The legendary booze-addled metal rocker turned reality-TV star comes clean in his tell-all autobiography.
Although brought up in the bleak British factory town of Aston, John “Ozzy” Osbourne’s tragicomic rags-to-riches tale is somehow quintessentially American. It’s an epic dream/nightmare that takes him from Winson Green prison in 1966 to a presidential dinner with George W. Bush in 2004. Tracing his adult life from petty thief and slaughterhouse worker to rock star, Osbourne’s first-person slang-and-expletive-driven style comes off like he’s casually relating his story while knocking back pints at the pub. “What you read here,” he writes, “is what dribbled out of the jelly I call my brain when I asked it for my life story.” During the late 1960s his transformation from inept shoplifter to notorious Black Sabbath frontman was unlikely enough. In fact, the band got its first paying gigs by waiting outside concert venues hoping the regularly scheduled act wouldn’t show. After a few years, Osbourne and his bandmates were touring America and becoming millionaires from their riff-heavy doom music. As expected, with success came personal excess and inevitable alienation from the other members of the group. But as a solo performer, Osbourne’s predilection for guns, drink, drugs, near-death experiences, cruelty to animals and relieving himself in public soon became the stuff of legend.

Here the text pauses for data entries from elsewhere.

//! Field validation for request bodies.
//!
//! Failures surface as 422 with a `field: message` detail. Rules that depend on
//! stored state (stock, ownership, order status) live in the services and
//! surface as 400.

use std::sync::LazyLock;

use regex::Regex;
use rust_decimal::Decimal;
use serde::Deserialize;
use thiserror::Error;

use crate::models::{AddressInput, PaymentMethodInput, ProductInput};

static ZIP_CODE_RE: LazyLock<Regex> =
    LazyLock::new(|| Regex::new(r"^[A-Za-z0-9\s-]{4,10}$").expect("Invalid regex"));

static PHONE_RE: LazyLock<Regex> =
    LazyLock::new(|| Regex::new(r"^\+?\d{10,15}$").expect("Invalid regex"));

static EXPIRATION_RE: LazyLock<Regex> =
    LazyLock::new(|| Regex::new(r"^(0[1-9]|1[0-2])/\d{2}$").expect("Invalid regex"));

/// Maximum page size for paginated listings.
pub const MAX_PAGE_LIMIT: i64 = 100;

/// A single field that failed validation.
#[derive(Debug, Clone, PartialEq, Eq, Error)]
#[error("{field}: {message}")]
pub struct ValidationError {
    pub field: &'static str,
    pub message: String,
}

impl ValidationError {
    pub(crate) fn new(field: &'static str, message: impl Into<String>) -> Self {
        Self {
            field,
            message: message.into(),
        }
    }
}

type Result<T> = std::result::Result<T, ValidationError>;

fn check_len(field: &'static str, value: &str, min: usize, max: usize) -> Result<()> {
    let len = value.chars().count();
    if len < min || len > max {
        return Err(ValidationError::new(
            field,
            format!("must be between {min} and {max} characters"),
        ));
    }
    Ok(())
}

fn check_max(field: &'static str, value: Option<&str>, max: usize) -> Result<()> {
    match value {
        Some(v) if v.chars().count() > max => Err(ValidationError::new(
            field,
            format!("must be at most {max} characters"),
        )),
        _ => Ok(()),
    }
}

fn trimmed(value: Option<String>) -> Option<String> {
    value
        .map(|v| v.trim().to_string())
        .filter(|v| !v.is_empty())
}

/// Keep only digits and `+`.
#[must_use]
pub fn normalize_phone(raw: &str) -> String {
    raw.chars()
        .filter(|c| c.is_ascii_digit() || *c == '+')
        .collect()
}

/// Validate and normalize an address body.
///
/// # Errors
///
/// Returns the first field that breaks its rule.
pub fn validate_address(input: AddressInput) -> Result<AddressInput> {
    let address_name = trimmed(input.address_name);
    check_max("address_name", address_name.as_deref(), 50)?;

    let address_line1 = input.address_line1.trim().to_string();
    check_len("address_line1", &address_line1, 5, 200)?;

    let address_line2 = trimmed(input.address_line2);
    check_max("address_line2", address_line2.as_deref(), 200)?;

    let country = input.country.trim().to_string();
    check_len("country", &country, 2, 100)?;
    let state = input.state.trim().to_string();
    check_len("state", &state, 2, 100)?;
    let city = input.city.trim().to_string();
    check_len("city", &city, 2, 100)?;

    let zip_code = input.zip_code.trim().to_string();
    if !ZIP_CODE_RE.is_match(&zip_code) {
        return Err(ValidationError::new(
            "zip_code",
            "must be 4 to 10 letters, digits, spaces or dashes",
        ));
    }

    let recipient_name = input.recipient_name.trim().to_string();
    check_len("recipient_name", &recipient_name, 2, 100)?;

    let phone_number = normalize_phone(&input.phone_number);
    if !PHONE_RE.is_match(&phone_number) {
        return Err(ValidationError::new(
            "phone_number",
            "must contain 10 to 15 digits",
        ));
    }

    Ok(AddressInput {
        address_name,
        address_line1,
        address_line2,
        country,
        state,
        city,
        zip_code,
        recipient_name,
        phone_number,
        is_default: input.is_default,
    })
}

/// Validate a payment method body.
///
/// # Errors
///
/// Returns the first field that breaks its rule.
pub fn validate_payment_method(input: &PaymentMethodInput) -> Result<()> {
    if input.provider_ref.trim().is_empty() {
        return Err(ValidationError::new("provider_ref", "is required"));
    }

    if let Some(last_four) = &input.last_four
        && (last_four.len() != 4 || !last_four.chars().all(|c| c.is_ascii_digit()))
    {
        return Err(ValidationError::new("last_four", "must be exactly 4 digits"));
    }

    if let Some(expiration) = &input.expiration_date
        && !EXPIRATION_RE.is_match(expiration)
    {
        return Err(ValidationError::new(
            "expiration_date",
            "must be MM/YY with a month between 01 and 12",
        ));
    }

    if input.payment_type.is_card() && input.last_four.is_none() {
        return Err(ValidationError::new("last_four", "is required for cards"));
    }

    Ok(())
}

/// Validate a product body.
///
/// # Errors
///
/// Returns the first field that breaks its rule.
pub fn validate_product(input: &ProductInput) -> Result<()> {
    check_len("name", input.name.trim(), 1, 255)?;
    if input.price <= Decimal::ZERO {
        return Err(ValidationError::new("price", "must be greater than 0"));
    }
    if input.stock < 0 {
        return Err(ValidationError::new("stock", "must not be negative"));
    }
    check_max("brand", input.brand.as_deref(), 100)?;
    check_max("sku", input.sku.as_deref(), 100)?;
    Ok(())
}

/// Validate a category name.
///
/// # Errors
///
/// Returns an error when the name is empty or longer than 100 characters.
pub fn validate_category_name(name: &str) -> Result<()> {
    check_len("name", name.trim(), 1, 100)
}

/// Validate a review rating.
///
/// # Errors
///
/// Returns an error outside 1..=5.
pub fn validate_rating(rating: i32) -> Result<()> {
    if (1..=5).contains(&rating) {
        Ok(())
    } else {
        Err(ValidationError::new("rating", "must be between 1 and 5"))
    }
}

/// Validate a new password against the identity provider's default policy.
///
/// # Errors
///
/// Returns an error when the password is shorter than 8 characters or lacks an
/// uppercase letter, a lowercase letter, or a digit.
pub fn validate_password(password: &str) -> Result<()> {
    if password.chars().count() < 8 {
        return Err(ValidationError::new(
            "password",
            "must be at least 8 characters",
        ));
    }
    if !password.chars().any(|c| c.is_ascii_uppercase()) {
        return Err(ValidationError::new(
            "password",
            "must contain an uppercase letter",
        ));
    }
    if !password.chars().any(|c| c.is_ascii_lowercase()) {
        return Err(ValidationError::new(
            "password",
            "must contain a lowercase letter",
        ));
    }
    if !password.chars().any(|c| c.is_ascii_digit()) {
        return Err(ValidationError::new("password", "must contain a digit"));
    }
    Ok(())
}

/// Validate a quantity sent to the cart.
///
/// # Errors
///
/// Returns an error below 1.
pub fn validate_quantity(quantity: i32) -> Result<()> {
    if quantity < 1 {
        return Err(ValidationError::new("quantity", "must be at least 1"));
    }
    Ok(())
}

/// `page` / `limit` query parameters.
#[derive(Debug, Clone, Copy, Deserialize)]
pub struct Pagination {
    #[serde(default = "default_page")]
    pub page: i64,
    #[serde(default = "default_limit")]
    pub limit: i64,
}

const fn default_page() -> i64 {
    1
}

const fn default_limit() -> i64 {
    20
}

impl Default for Pagination {
    fn default() -> Self {
        Self {
            page: default_page(),
            limit: default_limit(),
        }
    }
}

impl Pagination {
    /// Build from optional query values, falling back to page 1 of 20.
    #[must_use]
    pub fn from_query(page: Option<i64>, limit: Option<i64>) -> Self {
        Self {
            page: page.unwrap_or_else(default_page),
            limit: limit.unwrap_or_else(default_limit),
        }
    }

    /// Check bounds.
    ///
    /// # Errors
    ///
    /// Returns an error when `page < 1` or `limit` is outside 1..=100.
    pub fn validate(self) -> Result<Self> {
        if self.page < 1 {
            return Err(ValidationError::new("page", "must be at least 1"));
        }
        if !(1..=MAX_PAGE_LIMIT).contains(&self.limit) {
            return Err(ValidationError::new(
                "limit",
                format!("must be between 1 and {MAX_PAGE_LIMIT}"),
            ));
        }
        Ok(self)
    }

    /// Rows to skip.
    #[must_use]
    pub const fn offset(&self) -> i64 {
        (self.page - 1) * self.limit
    }

    /// Number of pages needed for `total` rows.
    #[must_use]
    pub const fn total_pages(&self, total: i64) -> i64 {
        if total <= 0 {
            0
        } else {
            (total + self.limit - 1) / self.limit
        }
    }
}

#[cfg(test)]
#[allow(clippy::unwrap_used)]
mod tests {
    use befit_core::PaymentType;

    use super::*;

    fn address() -> AddressInput {
        AddressInput {
            address_name: Some("  Casa ".to_string()),
            address_line1: "Calle Roble 15".to_string(),
            address_line2: Some(String::new()),
            country: "Mexico".to_string(),
            state: "Jalisco".to_string(),
            city: "Guadalajara".to_string(),
            zip_code: "44100".to_string(),
            recipient_name: "Luis Perez".to_string(),
            phone_number: "(33) 1234-5678".to_string(),
            is_default: false,
        }
    }

    fn card() -> PaymentMethodInput {
        PaymentMethodInput {
            payment_type: PaymentType::CreditCard,
            provider_ref: "pm_card_visa".to_string(),
            card_brand: Some("visa".to_string()),
            last_four: Some("4242".to_string()),
            expiration_date: Some("08/29".to_string()),
            is_default: false,
        }
    }

    #[test]
    fn test_address_is_normalized() {
        let valid = validate_address(address()).unwrap();
        assert_eq!(valid.address_name.as_deref(), Some("Casa"));
        assert_eq!(valid.address_line2, None);
        assert_eq!(valid.phone_number, "3312345678");
    }

    #[test]
    fn test_address_rejects_short_line() {
        let mut input = address();
        input.address_line1 = "Av 1".to_string();
        assert_eq!(validate_address(input).unwrap_err().field, "address_line1");
    }

    #[test]
    fn test_address_rejects_bad_zip_and_phone() {
        let mut input = address();
        input.zip_code = "12".to_string();
        assert_eq!(validate_address(input).unwrap_err().field, "zip_code");

        let mut input = address();
        input.phone_number = "555-1234".to_string();
        assert_eq!(validate_address(input).unwrap_err().field, "phone_number");
    }

    #[test]
    fn test_international_phone_keeps_plus() {
        assert_eq!(normalize_phone("+52 (55) 1234 5678"), "+525512345678");
    }

    #[test]
    fn test_payment_method_rules() {
        assert!(validate_payment_method(&card()).is_ok());

        let mut input = card();
        input.expiration_date = Some("13/29".to_string());
        assert_eq!(
            validate_payment_method(&input).unwrap_err().field,
            "expiration_date"
        );

        let mut input = card();
        input.last_four = Some("42a2".to_string());
        assert_eq!(validate_payment_method(&input).unwrap_err().field, "last_four");

        let mut input = card();
        input.provider_ref = "  ".to_string();
        assert_eq!(
            validate_payment_method(&input).unwrap_err().field,
            "provider_ref"
        );
    }

    #[test]
    fn test_paypal_needs_no_card_digits() {
        let input = PaymentMethodInput {
            payment_type: PaymentType::Paypal,
            provider_ref: "vault_8kd9".to_string(),
            card_brand: None,
            last_four: None,
            expiration_date: None,
            is_default: true,
        };
        assert!(validate_payment_method(&input).is_ok());
    }

    #[test]
    fn test_product_rules() {
        let mut input: ProductInput =
            serde_json::from_str(r#"{"name": "BCAA", "price": "250.00", "stock": 5}"#).unwrap();
        assert!(validate_product(&input).is_ok());

        input.price = Decimal::ZERO;
        assert_eq!(validate_product(&input).unwrap_err().field, "price");

        input.price = Decimal::ONE;
        input.stock = -1;
        assert_eq!(validate_product(&input).unwrap_err().field, "stock");
    }

    #[test]
    fn test_rating_bounds() {
        assert!(validate_rating(1).is_ok());
        assert!(validate_rating(5).is_ok());
        assert!(validate_rating(0).is_err());
        assert!(validate_rating(6).is_err());
    }

    #[test]
    fn test_password_policy() {
        assert!(validate_password("Str0ngPass").is_ok());
        assert!(validate_password("Sh0rt").is_err());
        assert!(validate_password("alllowercase1").is_err());
        assert!(validate_password("ALLUPPERCASE1").is_err());
        assert!(validate_password("NoDigitsHere").is_err());
    }

    #[test]
    fn test_pagination() {
        let page = Pagination { page: 3, limit: 20 }.validate().unwrap();
        assert_eq!(page.offset(), 40);
        assert_eq!(page.total_pages(41), 3);
        assert_eq!(page.total_pages(0), 0);

        assert!(Pagination { page: 0, limit: 20 }.validate().is_err());
        assert!(Pagination { page: 1, limit: 101 }.validate().is_err());

        let page = Pagination::from_query(None, Some(50));
        assert_eq!((page.page, page.limit), (1, 50));
    }

    #[test]
    fn test_error_display() {
        let err = validate_rating(9).unwrap_err();
        assert_eq!(err.to_string(), "rating: must be between 1 and 5");
    }
}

His most infamous exploits—biting the head off a bat and accidentally urinating on the Alamo—are addressed, but they seem tame compared to other dark moments of his checkered past: nearly killing his wife Sharon during an alcohol-induced blackout, waking up after a bender in the middle of a busy highway, burning down his backyard, etc. Osbourne is confessional to a fault, jeopardizing his demonic-rocker reputation with glib remarks about his love for Paul McCartney and Robin Williams. The most distinguishing feature of the book is the staggering chapter-by-chapter accumulation of drunken mishaps, bodily dysfunctions and drug-induced mayhem over a 40-plus-year career—a résumé of anti-social atrocities comparable to any of rock ’n’ roll’s most reckless outlaws.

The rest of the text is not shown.